Advocate (Melbourne) 18th February 1954 p 17.
(abridged)
The 1st February is the feast day of St. Brigid, who with Patrick and Colmcille, is venerated as one of the patron saints of Ireland.
St. Brigid, who flourished in the fifth century, is remembered in tradition for her goodness and charity, and her name is still a common one in Irish families. Many towns have been called after her, such as Kilbride (the Church of Brigid).The great monastery of the saint was at Kildare (Cill Dara—the Church of the Oak Tree), which became known far and wide as a great centre of religion and learning.
St. Brigid enjoys a remarkable popularity through all western Europe due to the work of Irish missionaries on the Continent from the 6th century onwards. Many churches and chapels are dedicated to her, and in Strasbourg, the seat of the Council of Europe, her cult is associated with the collegiate church of Saint Pierre-le-Vieux.
The main significance of the feast of St. Brigid, writes Mr. Sean O’Suilleabhain, of the Irish Folklore Commission, would seem to be that it was a christianization of one of the focal points of the agricultural year, the starting point of preparations for the spring sowing.
Every manifestation of the cult of the saint or of the pagan deity she replaced closely bound up in some way with food production. At the feast of St. Brigid in olden times when people looked forward to the sowing of the crops and to the increased produce of milk and butter, food was exposed for the Saint for her use and to ask her blessing.
The Irish Folklore Commission has accounts from many parts of Ireland of the exposure of a cake(or in some places a sheaf), at the doorstep or near the house on the eve of the feast. In Co. Galway a potato was impaled on the roof of the house on that evening and later used as seed. Shell-fish were brought from the shore and scattered on the floor in the Aran Islands and in some of the fishing districts of Galway.
The custom of making St.Brigid’s crosses is still found in many parts of Ireland. They are made usually from straw or rushes; sometimes straw and rushes are combined in the one cross to give an ornamental effect with contrasting colours.
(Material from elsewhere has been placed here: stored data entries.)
//! Project templates.
//!
//! Templates live under `templates/` and are compiled into the binary with
//! [`include_str!`], then rendered with [Handlebars](https://handlebarsjs.com/)
//! through [`TemplateRenderer`].
//!
//! The only variable is `{{module_name}}`. Rendering runs in strict mode, so a
//! misspelled variable is an error instead of silently rendering empty, and
//! HTML escaping is disabled so the name is substituted verbatim.

use handlebars::Handlebars;
use serde::Serialize;

use modinit_core::{InitError, Result};

/// Subdirectories created under the project root, in creation order.
pub const PROJECT_DIRECTORIES: [&str; 6] = ["cmd", "internal", "pkg", "api", "scripts", "configs"];

/// A file generated in the project root.
#[derive(Debug, Clone, Copy, PartialEq, Eq)]
pub struct ProjectTemplate {
    /// File name relative to the project root; also the registry key
    pub file_name: &'static str,
    /// Raw Handlebars source
    pub source: &'static str,
}

pub const MAIN_GO: ProjectTemplate = ProjectTemplate {
    file_name: "main.go",
    source: include_str!("../templates/main.go.tmpl"),
};

pub const GITIGNORE: ProjectTemplate = ProjectTemplate {
    file_name: ".gitignore",
    source: include_str!("../templates/gitignore.tmpl"),
};

pub const MAKEFILE: ProjectTemplate = ProjectTemplate {
    file_name: "Makefile",
    source: include_str!("../templates/Makefile.tmpl"),
};

pub const README: ProjectTemplate = ProjectTemplate {
    file_name: "README.md",
    source: include_str!("../templates/README.md.tmpl"),
};

/// Every generated file, in write order.
pub const PROJECT_TEMPLATES: [ProjectTemplate; 4] = [MAIN_GO, GITIGNORE, MAKEFILE, README];

/// Variables available to every template.
#[derive(Debug, Serialize)]
struct TemplateContext<'a> {
    module_name: &'a str,
}

/// Handlebars registry holding the project templates.
pub struct TemplateRenderer {
    registry: Handlebars<'static>,
}

impl TemplateRenderer {
    /// Registry with every template in [`PROJECT_TEMPLATES`].
    pub fn new() -> Result<Self> {
        Self::with_templates(&PROJECT_TEMPLATES)
    }

    /// Registry with the given templates, keyed by file name.
    pub fn with_templates(templates: &[ProjectTemplate]) -> Result<Self> {
        let mut registry = Handlebars::new();
        registry.set_strict_mode(true);
        registry.register_escape_fn(handlebars::no_escape);

        for template in templates {
            registry
                .register_template_string(template.file_name, template.source)
                .map_err(|e| InitError::template_render(template.file_name, e.to_string()))?;
        }

        Ok(Self { registry })
    }

    /// Render `template` with the module name substituted verbatim.
    pub fn render(&self, template: &ProjectTemplate, module_name: &str) -> Result<String> {
        self.registry
            .render(template.file_name, &TemplateContext { module_name })
            .map_err(|e| InitError::template_render(template.file_name, e.to_string()))
    }
}
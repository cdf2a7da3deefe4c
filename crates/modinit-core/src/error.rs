//! Error types for modinit operations.
//!
//! Every failure is fatal for the current run: there is no retry and no
//! rollback. Errors carry enough context (paths, command lines, captured
//! stderr) for the binary to print an actionable message and exit nonzero.

use std::path::PathBuf;
use thiserror::Error;

/// Result type alias using [`InitError`].
pub type Result<T> = std::result::Result<T, InitError>;

/// Usage line printed for every command-line error.
pub const USAGE: &str = "Usage: modinit <module-name>";

/// Error type for all modinit operations.
#[derive(Debug, Error)]
pub enum InitError {
    // =========================================================================
    // Usage Errors
    // =========================================================================
    /// No module name was supplied on the command line
    #[error("{}", USAGE)]
    MissingModuleName,

    /// The command line could not be parsed
    #[error("{}", USAGE)]
    InvalidArguments { message: String },

    // =========================================================================
    // Toolchain Errors
    // =========================================================================
    /// Toolchain binary could not be located on the search path
    #[error("{name} is not installed or not in PATH")]
    ToolchainNotFound { name: String, message: String },

    /// Toolchain binary was found but the version query failed
    #[error("{name} is not installed or not in PATH ({name} version failed: {})", .stderr.trim())]
    ToolchainUnusable {
        name: String,
        binary_path: PathBuf,
        stderr: String,
    },

    // =========================================================================
    // External Command Errors
    // =========================================================================
    /// Command could not be started at all
    #[error("Failed to run `{command}`")]
    CommandSpawn {
        command: String,
        #[source]
        source: std::io::Error,
    },

    /// Command ran and exited with a nonzero status
    #[error("{}", .stderr.trim())]
    CommandFailed {
        command: String,
        exit_code: Option<i32>,
        stderr: String,
    },

    // =========================================================================
    // File System Errors
    // =========================================================================
    /// Directory creation failed
    #[error("Failed to create directory: {path}")]
    DirectoryCreation {
        path: PathBuf,
        #[source]
        source: std::io::Error,
    },

    /// File write failed
    #[error("Failed to write file: {path}")]
    FileWrite {
        path: PathBuf,
        #[source]
        source: std::io::Error,
    },

    /// File already exists and overwriting is disabled
    #[error("Refusing to overwrite existing file: {path}")]
    FileExists { path: PathBuf },

    // =========================================================================
    // Template Errors
    // =========================================================================
    /// A project template could not be registered or rendered
    #[error("Failed to render template {template}: {message}")]
    TemplateRender { template: String, message: String },

    // =========================================================================
    // Configuration Errors
    // =========================================================================
    /// Configuration file not found
    #[error("Configuration not found at {path}")]
    ConfigNotFound {
        path: PathBuf,
        #[source]
        source: Option<std::io::Error>,
    },

    /// Configuration file is invalid YAML
    #[error("Invalid configuration at {path}: {message}")]
    ConfigInvalid { path: PathBuf, message: String },

    /// Configuration validation failed
    #[error("Configuration validation failed: {message}")]
    ConfigValidation { message: String },

    // =========================================================================
    // Internal Errors
    // =========================================================================
    /// Internal error (bug in modinit)
    #[error("Internal error: {message}")]
    Internal { message: String },
}

impl InitError {
    // =========================================================================
    // Constructor helpers for common error patterns
    // =========================================================================

    /// Create a ToolchainNotFound error
    pub fn toolchain_not_found(name: impl Into<String>, message: impl Into<String>) -> Self {
        Self::ToolchainNotFound {
            name: name.into(),
            message: message.into(),
        }
    }

    /// Create a CommandSpawn error
    pub fn command_spawn(command: impl Into<String>, source: std::io::Error) -> Self {
        Self::CommandSpawn {
            command: command.into(),
            source,
        }
    }

    /// Create a CommandFailed error
    pub fn command_failed(
        command: impl Into<String>,
        exit_code: Option<i32>,
        stderr: impl Into<String>,
    ) -> Self {
        Self::CommandFailed {
            command: command.into(),
            exit_code,
            stderr: stderr.into(),
        }
    }

    /// Create a TemplateRender error
    pub fn template_render(template: impl Into<String>, message: impl Into<String>) -> Self {
        Self::TemplateRender {
            template: template.into(),
            message: message.into(),
        }
    }

    /// Create a DirectoryCreation error
    pub fn directory_creation(path: impl Into<PathBuf>, source: std::io::Error) -> Self {
        Self::DirectoryCreation {
            path: path.into(),
            source,
        }
    }

    /// Create a FileWrite error
    pub fn file_write(path: impl Into<PathBuf>, source: std::io::Error) -> Self {
        Self::FileWrite {
            path: path.into(),
            source,
        }
    }

    /// Create a ConfigNotFound error
    pub fn config_not_found(path: impl Into<PathBuf>) -> Self {
        Self::ConfigNotFound {
            path: path.into(),
            source: None,
        }
    }

    /// Create a ConfigNotFound error with source
    pub fn config_not_found_with_source(path: impl Into<PathBuf>, source: std::io::Error) -> Self {
        Self::ConfigNotFound {
            path: path.into(),
            source: Some(source),
        }
    }

    /// Create an internal error
    pub fn internal(message: impl Into<String>) -> Self {
        Self::Internal {
            message: message.into(),
        }
    }

    // =========================================================================
    // Error classification helpers
    // =========================================================================

    /// Returns true if the toolchain is missing or unusable
    pub fn is_toolchain_error(&self) -> bool {
        matches!(
            self,
            Self::ToolchainNotFound { .. } | Self::ToolchainUnusable { .. }
        )
    }

    /// Returns true if the command line itself was wrong
    pub fn is_usage_error(&self) -> bool {
        matches!(self, Self::MissingModuleName | Self::InvalidArguments { .. })
    }

    /// Returns true if the project directory may hold a partial layout
    pub fn leaves_partial_project(&self) -> bool {
        matches!(
            self,
            Self::DirectoryCreation { .. } | Self::FileWrite { .. }
        )
    }

    /// Process exit status for this error.
    ///
    /// Every failure kind maps to the same status.
    pub fn exit_code(&self) -> u8 {
        1
    }

    /// Returns actionable guidance for the user
    pub fn guidance(&self) -> Option<&'static str> {
        match self {
            Self::ToolchainNotFound { .. } | Self::ToolchainUnusable { .. } => {
                Some("Install Go from https://go.dev/dl/ and make sure 'go' is on your PATH")
            }
            Self::FileExists { .. } => {
                Some("Remove the file or run without --no-overwrite to replace it")
            }
            Self::ConfigInvalid { .. } => Some("Check YAML syntax in the modinit config file"),
            Self::ConfigNotFound { .. } => Some("Check the path passed to --config"),
            _ => None,
        }
    }
}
The crosses vary considerably in pattern, in fact, several of the types have no elements of a cross at all and it is likely that they represent a pagan custom christianized by association with a saint.(The adoption of deeply rooted pagan customs by early Christian missionaries has perhaps its best example in the holy wells which are found in every part of Ireland.)
In the Aran Islands on the 1st February the old women get some straw and some clothing and dress up in the image of St. Brigid. They then go from house to house, saying a prayer as they enter. Each person takes some of the straw and makes a St. Brigid cross, which is nailed to the rafter inside the roof in remembrance of the saint. This is the ceremony of the “Brideog.” In other parts of the country the crosses are made on St. Brigid’s Eve. A simple ceremonial meal precedes the introduction of the necessary material, consisting mainly of sowans or flunnery (kinds of porridge). Crosses, as well as being placed in dwelling houses, are also put in byres and stables to bring a blessing on the animals during the year ahead.